● **REQUIRED ACTION**:
Present each line of the entries below that holds the word "paths".

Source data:
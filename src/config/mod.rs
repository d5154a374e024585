//! Print configuration types.
//!
//! [`PrintConfig`] carries every option the pather and gcoder recognize,
//! along with the extruder descriptors and the named extrusion profiles they
//! select from. Configurations deserialize from JSON; [`PrintConfig::validate`]
//! is the single gate that rejects unusable values before a run starts.

use crate::{Error, Result};
use serde::{Deserialize, Serialize};
use std::collections::BTreeMap;
use std::f64::consts::PI;
use std::path::PathBuf;

/// A named set of kinematic and flow parameters.
///
/// Profiles are selected per path category and per layer (the first layer
/// substitutes its own profile). `feedrate` as stored is unscaled; lookups
/// through [`PrintConfig::scaled_profile`] apply the global scaling factor.
#[derive(Clone, Debug, PartialEq, Serialize, Deserialize)]
#[serde(default)]
pub struct Extrusion {
    /// Deposition feedrate (mm/min, pre-scaling).
    pub feedrate: f64,
    /// Filament pull-back distance on retract (mm of feedstock).
    pub retract_distance: f64,
    /// Feedrate for the retract move (mm/min).
    pub retract_rate: f64,
    /// Extra filament pushed on top of the retract distance when restarting.
    pub restart_extra_distance: f64,
    /// Feedrate for the restart move (mm/min).
    pub restart_extra_rate: f64,
    /// Lead-in distance before a path's first segment (mm).
    pub lead_in: f64,
    /// Lead-out distance past a path's last segment (mm).
    pub lead_out: f64,
}

impl Default for Extrusion {
    fn default() -> Self {
        Self {
            feedrate: 1800.0,
            retract_distance: 1.0,
            retract_rate: 1800.0,
            restart_extra_distance: 0.0,
            restart_extra_rate: 1800.0,
            lead_in: 0.0,
            lead_out: 0.0,
        }
    }
}

impl Extrusion {
    /// Cross-section area of a deposited bead of height `h` and width `w`:
    /// two semicircles joined by a rectangle.
    pub fn cross_section_area(height: f64, width: f64) -> f64 {
        let radius = height / 2.0;
        PI * radius * radius + height * (width - height)
    }
}

/// An immutable extruder descriptor.
#[derive(Clone, Debug, PartialEq, Serialize, Deserialize)]
#[serde(default)]
pub struct Extruder {
    /// Index into the configured extruder list.
    pub id: usize,
    /// Machine tool index used for `T` codes.
    pub code: u32,
    /// Feedstock diameter (mm).
    pub feed_diameter: f64,
    /// Firmware meters deposition volume itself; lead-in/out is suppressed.
    pub volumetric: bool,
    /// Profile name used for every category on the first layer.
    pub first_layer_extrusion_profile: String,
    /// Profile name for outline paths.
    pub outlines_extrusion_profile: String,
    /// Profile name for inset paths.
    pub insets_extrusion_profile: String,
    /// Profile name for infill paths.
    pub infills_extrusion_profile: String,
}

impl Default for Extruder {
    fn default() -> Self {
        Self {
            id: 0,
            code: 0,
            feed_diameter: 1.75,
            volumetric: false,
            first_layer_extrusion_profile: "firstlayer".into(),
            outlines_extrusion_profile: "outlines".into(),
            insets_extrusion_profile: "insets".into(),
            infills_extrusion_profile: "infill".into(),
        }
    }
}

impl Extruder {
    /// Whether the machine meters volume itself (no lead-in/out).
    #[inline]
    pub fn is_volumetric(&self) -> bool {
        self.volumetric
    }

    /// Cross-section area of the cylindrical feedstock.
    #[inline]
    pub fn feed_cross_section_area(&self) -> f64 {
        let radius = self.feed_diameter / 2.0;
        PI * radius * radius
    }

    /// Reject unusable descriptors.
    pub fn validate(&self) -> Result<()> {
        if !self.feed_diameter.is_finite() || self.feed_diameter <= 0.0 {
            return Err(Error::Config(format!(
                "extruder {} feed diameter must be positive and finite",
                self.id
            )));
        }
        Ok(())
    }
}

/// Full configuration for a pathing + emission run.
#[derive(Clone, Debug, Serialize, Deserialize)]
#[serde(default)]
pub struct PrintConfig {
    // === Category gates ===
    /// Emit outline traces.
    pub do_outlines: bool,
    /// Emit shell insets.
    pub do_insets: bool,
    /// Emit infill rasters.
    pub do_infills: bool,
    /// Emit support rasters.
    pub do_support: bool,

    // === First layer / machine rituals ===
    /// Emit the first-layer prime anchor sequence.
    pub do_anchor: bool,
    /// Emit fan on/off commands around `fan_layer`.
    pub do_fan_command: bool,
    /// Layer at which the fan turns on.
    pub fan_layer: usize,
    /// Emit `M70` layer messages to the printer display.
    pub do_print_layer_messages: bool,
    /// Emit `M73` progress percent lines.
    pub do_print_progress: bool,

    // === Pathing ===
    /// Select the graph optimizer over the greedy fallback.
    pub do_graph_optimization: bool,
    /// Print a raft under the model.
    pub do_raft: bool,
    /// Number of raft layers.
    pub raft_layers: usize,
    /// Lock infill direction across non-base raft layers.
    pub raft_aligned: bool,
    /// Join/smooth threshold (mm).
    pub coarseness: f64,
    /// Weight of heading continuity in optimization and smoothing.
    pub direction_weight: f64,
    /// Sparse infill density in `[0, 1]`.
    pub infill_density: f64,
    /// Number of solid roof layers.
    pub roof_layer_count: usize,
    /// Number of solid floor layers.
    pub floor_layer_count: usize,

    // === Kinematics ===
    /// Global feedrate multiplier applied on every profile lookup.
    pub scaling_factor: f64,
    /// Travel feedrate in the layer plane (mm/min, pre-scaling).
    pub rapid_move_feed_rate_xy: f64,
    /// Z-axis feedrate (mm/min, pre-scaling).
    pub rapid_move_feed_rate_z: f64,

    // === Anchor ===
    /// Anchor start X (mm).
    pub starting_x: f64,
    /// Anchor start Y (mm).
    pub starting_y: f64,

    // === Extruders ===
    /// Tool used when a layer does not name one.
    pub default_extruder: usize,
    /// Extruder descriptors.
    pub extruders: Vec<Extruder>,
    /// Named extrusion profiles.
    pub extrusion_profiles: BTreeMap<String, Extrusion>,

    // === Template files ===
    /// File included verbatim before the first slice.
    pub header: Option<PathBuf>,
    /// File included verbatim after the last slice.
    pub footer: Option<PathBuf>,
}

impl Default for PrintConfig {
    fn default() -> Self {
        let mut extrusion_profiles = BTreeMap::new();
        extrusion_profiles.insert("firstlayer".to_string(), Extrusion {
            feedrate: 900.0,
            ..Extrusion::default()
        });
        extrusion_profiles.insert("outlines".to_string(), Extrusion {
            feedrate: 1200.0,
            ..Extrusion::default()
        });
        extrusion_profiles.insert("insets".to_string(), Extrusion {
            feedrate: 1800.0,
            ..Extrusion::default()
        });
        extrusion_profiles.insert("infill".to_string(), Extrusion {
            feedrate: 2400.0,
            ..Extrusion::default()
        });

        Self {
            do_outlines: false,
            do_insets: true,
            do_infills: true,
            do_support: false,
            do_anchor: true,
            do_fan_command: false,
            fan_layer: 1,
            do_print_layer_messages: false,
            do_print_progress: false,
            do_graph_optimization: true,
            do_raft: false,
            raft_layers: 0,
            raft_aligned: true,
            coarseness: 0.05,
            direction_weight: 1.0,
            infill_density: 0.1,
            roof_layer_count: 5,
            floor_layer_count: 5,
            scaling_factor: 1.0,
            rapid_move_feed_rate_xy: 6000.0,
            rapid_move_feed_rate_z: 1400.0,
            starting_x: -110.4,
            starting_y: -74.0,
            default_extruder: 0,
            extruders: vec![Extruder::default()],
            extrusion_profiles,
            header: None,
            footer: None,
        }
    }
}

impl PrintConfig {
    /// Create a configuration with default values.
    pub fn new() -> Self {
        Self::default()
    }

    /// Reject configurations the pipeline cannot run with.
    pub fn validate(&self) -> Result<()> {
        if self.extruders.is_empty() {
            return Err(Error::Config("at least one extruder is required".into()));
        }
        if self.default_extruder >= self.extruders.len() {
            return Err(Error::Config(format!(
                "default extruder {} out of range ({} configured)",
                self.default_extruder,
                self.extruders.len()
            )));
        }
        for extruder in &self.extruders {
            extruder.validate()?;
            for name in [
                &extruder.first_layer_extrusion_profile,
                &extruder.outlines_extrusion_profile,
                &extruder.insets_extrusion_profile,
                &extruder.infills_extrusion_profile,
            ] {
                if !self.extrusion_profiles.contains_key(name) {
                    return Err(Error::ProfileNotFound(name.clone()));
                }
            }
        }
        if !self.scaling_factor.is_finite() || self.scaling_factor <= 0.0 {
            return Err(Error::Config("scaling factor must be positive".into()));
        }
        if !self.coarseness.is_finite() || self.coarseness < 0.0 {
            return Err(Error::Config("coarseness must be non-negative".into()));
        }
        if !self.direction_weight.is_finite() || self.direction_weight < 0.0 {
            return Err(Error::Config("direction weight must be non-negative".into()));
        }
        Ok(())
    }

    /// Look up a profile by name, with `feedrate` post-scaled by the global
    /// scaling factor. Lookups never return an unscaled feedrate.
    pub fn scaled_profile(&self, name: &str) -> Result<Extrusion> {
        let mut profile = self
            .extrusion_profiles
            .get(name)
            .cloned()
            .ok_or_else(|| Error::ProfileNotFound(name.to_string()))?;
        profile.feedrate *= self.scaling_factor;
        Ok(profile)
    }

    /// Whether any deposition will fill region interiors.
    ///
    /// When nothing fills the interior, the pather registers the interior
    /// shell loops as travel boundaries instead.
    pub fn fills_interiors(&self) -> bool {
        (self.do_infills && self.infill_density > 0.0)
            || self.roof_layer_count > 0
            || self.floor_layer_count > 0
    }
}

● **SOLVED EXERCISE**:
    /// Profile name for outline paths.
    /// Profile name for inset paths.
    /// Profile name for infill paths.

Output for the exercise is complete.